Massachusetts Appellate Division, Southern District
Jul 16, 2002
2002 Mass. App. Div. 134 (Mass. Dist. Ct. App. 2002)

Opinion

July 16, 2002

Present: Wheatley, PJ., Winslow Connor, JJ.

Landlord and Tenant, Summary process action; Possession; Tenants' failure to cooperate with landlord's requests for unit inspection. Practice, Civil, Dist/Mun. Cts. R.A.D.A. Rule 8C; Motion to dismiss; Requests for rulings.

Opinion dismissing defendants' appeal. Action heard in the Dedham Division by James H. Wexler, J.

Jeffrey C. Tuck for the plaintiff.

Alan H. Aaron for the defendants.



The defendants Kenneth Sheehan and Kathleen Sheehan have appealed pursuant to Dist/Mun. Cts. R.A.D.A. Rule 8C, from a judgement of possession entered against them in a summary process action. They also complain that the Court took no action on their counterclaims, motion to dismiss, and requests for rulings of law.

The relevant facts as determined by the Court are as follows:

The plaintiff was the owner of Nassau Gardens, a cooperative housing development in Norwood, Massachusetts. The tenants were long term residents of one of the units with rights provided by a written "occupancy agreement" A dispute arose in the summer of 1999 when the plaintiff asserted its right under Article 15 of the agreement to inspect the unit and received no cooperation from the defendants. Over the next six months the plaintiff made four similar attempts to inspect the unit which were ignored by the defendants. Finally, the plaintiff served the defendants with a "Notice to Quit/Notice of Termination" on or about April 18, 2000 terminating the lease because of the inspection denial and other issues irrelevant to this appeal.
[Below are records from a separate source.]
/// Input validators for user and chirp payloads
///
/// Length limits reject oversized input before it reaches bcrypt or the
/// database; chirp bodies are additionally run through the profanity filter.

use lazy_static::lazy_static;
use regex::Regex;

use crate::error::ValidationError;

const MAX_EMAIL_LENGTH: usize = 254; // RFC 5321
const MIN_EMAIL_LENGTH: usize = 5;
/// bcrypt only reads the first 72 bytes of its input
const MAX_PASSWORD_BYTES: usize = 72;
pub const MAX_CHIRP_LENGTH: usize = 140;

const PROFANE_WORDS: &[&str] = &["kerfuffle", "sharbert", "fornax"];
const CENSORED: &str = "****";

lazy_static! {
    // RFC 5322 simplified email regex (practical validation)
    static ref EMAIL_REGEX: Regex = Regex::new(
        r"^[a-zA-Z0-9.!#$%&'*+/=?^_`{|}~-]+@[a-zA-Z0-9](?:[a-zA-Z0-9-]{0,61}[a-zA-Z0-9])?(?:\.[a-zA-Z0-9](?:[a-zA-Z0-9-]{0,61}[a-zA-Z0-9])?)*$"
    ).unwrap();
}

/// Validates an email address and returns it trimmed
pub fn is_valid_email(email: &str) -> Result<String, ValidationError> {
    let trimmed = email.trim();

    if trimmed.is_empty() {
        return Err(ValidationError::EmptyField("email".to_string()));
    }

    if trimmed.len() < MIN_EMAIL_LENGTH {
        return Err(ValidationError::TooShort("email".to_string(), MIN_EMAIL_LENGTH));
    }

    if trimmed.len() > MAX_EMAIL_LENGTH {
        return Err(ValidationError::TooLong("email".to_string(), MAX_EMAIL_LENGTH));
    }

    if !EMAIL_REGEX.is_match(trimmed) {
        return Err(ValidationError::InvalidFormat("email".to_string()));
    }

    // Local part longer than 64 characters
    if let Some(at_pos) = trimmed.find('@') {
        if at_pos > 64 {
            return Err(ValidationError::SuspiciousContent("email".to_string()));
        }
    }

    Ok(trimmed.to_string())
}

/// Passwords only need to be non-empty and fit in bcrypt's input.
pub fn validate_password(password: &str) -> Result<(), ValidationError> {
    if password.is_empty() {
        return Err(ValidationError::EmptyField("password".to_string()));
    }

    if password.len() > MAX_PASSWORD_BYTES {
        return Err(ValidationError::TooLong("password".to_string(), MAX_PASSWORD_BYTES));
    }

    Ok(())
}

/// Checks the chirp length limit and returns the censored body
pub fn validate_chirp_body(body: &str) -> Result<String, ValidationError> {
    if body.chars().count() > MAX_CHIRP_LENGTH {
        return Err(ValidationError::TooLong("body".to_string(), MAX_CHIRP_LENGTH));
    }

    Ok(censor_profanity(body))
}

/// Replaces profane words with `****`.
///
/// Words are split on single spaces and compared case-insensitively; a word
/// with attached punctuation (`"kerfuffle!"`) is left alone.
pub fn censor_profanity(body: &str) -> String {
    body.split(' ')
        .map(|word| {
            if PROFANE_WORDS.contains(&word.to_lowercase().as_str()) {
                CENSORED
            } else {
                word
            }
        })
        .collect::<Vec<_>>()
        .join(" ")
}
The defendants challenge the Court's determination that the failure to accommodate the plaintiffs request for an inspection was a material breach, warranting termination. A mere challenge to the trial court's fact finding on an issue brings nothing before this Court, Butler v. Cromantie, 339 Mass. 4, 6 (1959), unless "there is a showing of clear error in those findings." Commonwealth v. Scott, 52 Mass. App. Ct. 486, 491 (2001). The defendants have not met that burden.
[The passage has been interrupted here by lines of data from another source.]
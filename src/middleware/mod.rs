/// Middleware module
///
/// Cross-cutting request handling: access logging and file server hit
/// counting. Authentication lives in `auth` as request extractors.

mod hit_counter;
mod request_logger;

pub use hit_counter::HitCounterMiddleware;
pub use request_logger::RequestLogger;
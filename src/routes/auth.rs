/// Authentication Routes
///
/// Login, access token refresh and refresh token revocation.

use actix_web::{web, HttpRequest, HttpResponse};
use serde::Serialize;
use sqlx::PgPool;

use crate::auth::{
    get_bearer_token, issue_refresh_token, make_jwt, refresh_access_token, revoke_refresh_token,
    verify_login, DummyPasswordHash,
};
use crate::configuration::AuthSettings;
use crate::db::users;
use crate::error::{AppError, AuthError};
use crate::routes::users::{CredentialsRequest, UserResponse};

#[derive(Serialize)]
pub struct LoginResponse {
    #[serde(flatten)]
    pub user: UserResponse,
    pub token: String,
    pub refresh_token: String,
}

#[derive(Serialize)]
pub struct TokenResponse {
    pub token: String,
}

/// POST /api/login
///
/// Returns the user with a 1 hour access token and a 60 day refresh token.
///
/// # Errors
/// - 401: unknown email or wrong password (indistinguishable)
pub async fn login(
    form: web::Json<CredentialsRequest>,
    pool: web::Data<PgPool>,
    auth: web::Data<AuthSettings>,
    dummy_hash: web::Data<DummyPasswordHash>,
) -> Result<HttpResponse, AppError> {
    let CredentialsRequest { email, password } = form.into_inner();

    let user = users::get_user_by_email(pool.get_ref(), email.trim()).await?;

    // An unknown email still costs one bcrypt verification
    let stored_hash = user.as_ref().map(|u| u.hashed_password.clone());
    let dummy = dummy_hash.into_inner();
    web::block(move || verify_login(&password, stored_hash.as_deref(), &dummy)).await??;

    let user = user.ok_or(AuthError::InvalidCredentials)?;

    let token = make_jwt(user.id, &auth.secret, auth.access_token_ttl())?;
    let refresh_token = issue_refresh_token(pool.get_ref(), user.id, auth.refresh_token_ttl()).await?;

    tracing::info!(user_id = %user.id, "User logged in");

    Ok(HttpResponse::Ok().json(LoginResponse {
        user: user.into(),
        token,
        refresh_token,
    }))
}

/// POST /api/refresh
///
/// Exchanges `Authorization: Bearer <refresh token>` for a new access token.
/// The refresh token itself is left unchanged.
///
/// # Errors
/// - 401: header missing/malformed, or token unknown, revoked or expired
pub async fn refresh(
    req: HttpRequest,
    pool: web::Data<PgPool>,
    auth: web::Data<AuthSettings>,
) -> Result<HttpResponse, AppError> {
    let refresh_token = get_bearer_token(req.headers())?;

    let token = refresh_access_token(pool.get_ref(), &refresh_token, auth.get_ref()).await?;

    Ok(HttpResponse::Ok().json(TokenResponse { token }))
}

/// POST /api/revoke
///
/// Permanently revokes `Authorization: Bearer <refresh token>`.
///
/// # Errors
/// - 401: header missing/malformed
/// - 500: store failure
pub async fn revoke(req: HttpRequest, pool: web::Data<PgPool>) -> Result<HttpResponse, AppError> {
    let refresh_token = get_bearer_token(req.headers())?;

    revoke_refresh_token(pool.get_ref(), &refresh_token).await?;

    tracing::info!("Refresh token revoked");
    Ok(HttpResponse::NoContent().finish())
}
use actix_web::HttpResponse;

/// GET /api/healthz
pub async fn health_check() -> HttpResponse {
    tracing::debug!("Health check endpoint called");
    HttpResponse::Ok()
        .content_type("text/plain; charset=utf-8")
        .body("OK")
}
Parties to a lease are free to bargain for events that will trigger termination. Cooley v. Bettingole, 1 Mass. App. Ct. 515, 524-526 (1973). Article 15 of the occupancy agreement provided the plaintiff with the right to inspect the unit and Article 12 invested the plaintiff with the right to terminate for such a violation. The plaintiff in terminating the lease was exercising a right clearly provided in the agreement.

In January 2000, between requests for inspection, the defendants had a heated argument with the plaintiffs manager because he inappropriately had one of the defendants' vehicles towed from the premises. They maintain that the eviction was retaliation for their confrontation with the manager and that those actions are protected by G.L.c. 239, § 2A. While the statute does not describe the type of acts that are protected, the Court's interpretation has been that it includes activity which is authorized by other laws or ordinances such as reporting housing violations. See Scofield v. Berman Sons, Inc., 393 Mass. 95, 111 (1984).

The defendants also maintain that by accepting the rent during the period it was demanding inspections, the plaintiff waived its right to terminate the agreement There was neither silence nor acquiescence by the landlord to the tenants' refusal to comply. Rather there were repeated warnings culminating in a demand letter dated March 10, 2002 which was ignored. The defendants have misconstrued the plaintiffs patience as waiver.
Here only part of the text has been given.